▶ What you are asked to do: Locate the string "impl" in the records below. Copy every line where it occurs.

(Stored records)
################
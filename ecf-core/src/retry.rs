//! Exponential backoff for transient authority failures.
use serde::{Deserialize, Serialize};
use std::time::Duration;

/// Backoff parameters for retrying transient failures.
///
/// Only failures that the caller classifies as retryable are retried; the
/// authority's explicit rejections are never replayed.
///
/// # Examples
/// ```rust
/// use std::time::Duration;
/// use ecf_core::retry::RetryPolicy;
///
/// let policy = RetryPolicy {
///     max_attempts: 5,
///     initial_delay: Duration::from_millis(50),
///     max_delay: Duration::from_secs(2),
///     backoff_multiplier: 2.0,
/// };
/// assert_eq!(policy.max_attempts, 5);
/// ```
#[derive(Debug, Clone, PartialEq, Serialize, Deserialize)]
pub struct RetryPolicy {
    pub max_attempts: u32,
    pub initial_delay: Duration,
    pub max_delay: Duration,
    pub backoff_multiplier: f64,
}

impl Default for RetryPolicy {
    fn default() -> Self {
        Self {
            max_attempts: 3,
            initial_delay: Duration::from_millis(200),
            max_delay: Duration::from_secs(5),
            backoff_multiplier: 2.0,
        }
    }
}

impl RetryPolicy {
    /// Single attempt, no retries.
    pub fn none() -> Self {
        Self {
            max_attempts: 1,
            ..Self::default()
        }
    }

    pub fn with_max_attempts(max_attempts: u32) -> Self {
        Self {
            max_attempts,
            ..Self::default()
        }
    }

    /// `initial_delay * multiplier^attempt`, capped at `max_delay`.
    pub fn delay_for_attempt(&self, attempt: u32) -> Duration {
        let exponent = i32::try_from(attempt).unwrap_or(i32::MAX);
        let secs = self.initial_delay.as_secs_f64() * self.backoff_multiplier.powi(exponent);
        if !secs.is_finite() || secs >= self.max_delay.as_secs_f64() {
            return self.max_delay;
        }
        Duration::from_secs_f64(secs.max(0.0))
    }
}

/// Runs `operation` until it succeeds, fails with an error `is_retryable`
/// rejects, or the policy's attempts are exhausted. The last error is returned.
pub async fn retry_with_backoff<F, Fut, T, E, R>(
    policy: &RetryPolicy,
    mut operation: F,
    is_retryable: R,
) -> Result<T, E>
where
    F: FnMut() -> Fut,
    Fut: Future<Output = Result<T, E>>,
    E: std::fmt::Display,
    R: Fn(&E) -> bool,
{
    let max_attempts = policy.max_attempts.max(1);
    let mut attempt = 0;
    loop {
        match operation().await {
            Ok(value) => {
                if attempt > 0 {
                    tracing::info!(attempt = attempt + 1, "operation succeeded after retry");
                }
                return Ok(value);
            }
            Err(error) => {
                attempt += 1;
                if !is_retryable(&error) {
                    tracing::debug!(error = %error, "failure is not retryable");
                    return Err(error);
                }
                if attempt >= max_attempts {
                    tracing::warn!(attempts = attempt, error = %error, "retry attempts exhausted");
                    return Err(error);
                }
                let delay = policy.delay_for_attempt(attempt - 1);
                tracing::warn!(
                    attempt,
                    max_attempts,
                    error = %error,
                    delay_ms = delay.as_millis() as u64,
                    "transient failure, retrying"
                );
                tokio::time::sleep(delay).await;
            }
        }
    }
}

#[cfg(test)]
mod tests {
    use super::*;
    use std::sync::atomic::{AtomicU32, Ordering};

    fn fast_policy(max_attempts: u32) -> RetryPolicy {
        RetryPolicy {
            max_attempts,
            initial_delay: Duration::from_millis(1),
            max_delay: Duration::from_millis(2),
            backoff_multiplier: 2.0,
        }
    }

    #[test]
    fn delay_grows_and_caps() {
        let policy = RetryPolicy {
            max_attempts: 5,
            initial_delay: Duration::from_millis(100),
            max_delay: Duration::from_millis(350),
            backoff_multiplier: 2.0,
        };
        assert_eq!(policy.delay_for_attempt(0), Duration::from_millis(100));
        assert_eq!(policy.delay_for_attempt(1), Duration::from_millis(200));
        assert_eq!(policy.delay_for_attempt(2), Duration::from_millis(350));
        assert_eq!(policy.delay_for_attempt(u32::MAX), Duration::from_millis(350));
    }

    #[tokio::test]
    async fn retries_transient_errors_until_success() {
        let calls = AtomicU32::new(0);
        let result: Result<&str, String> = retry_with_backoff(
            &fast_policy(3),
            || {
                let n = calls.fetch_add(1, Ordering::SeqCst);
                async move {
                    if n < 2 {
                        Err("temporary".to_string())
                    } else {
                        Ok("ok")
                    }
                }
            },
            |_| true,
        )
        .await;
        assert_eq!(result, Ok("ok"));
        assert_eq!(calls.load(Ordering::SeqCst), 3);
    }

    #[tokio::test]
    async fn permanent_errors_are_not_retried() {
        let calls = AtomicU32::new(0);
        let result: Result<(), String> = retry_with_backoff(
            &fast_policy(5),
            || {
                calls.fetch_add(1, Ordering::SeqCst);
                async { Err("rejected".to_string()) }
            },
            |_| false,
        )
        .await;
        assert_eq!(result, Err("rejected".to_string()));
        assert_eq!(calls.load(Ordering::SeqCst), 1);
    }

    #[tokio::test]
    async fn zero_attempts_still_runs_once() {
        let calls = AtomicU32::new(0);
        let _: Result<(), String> = retry_with_backoff(
            &fast_policy(0),
            || {
                calls.fetch_add(1, Ordering::SeqCst);
                async { Err("down".to_string()) }
            },
            |_| true,
        )
        .await;
        assert_eq!(calls.load(Ordering::SeqCst), 1);
    }
}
################
▶ Solved problem:
impl Default for RetryPolicy {
impl RetryPolicy {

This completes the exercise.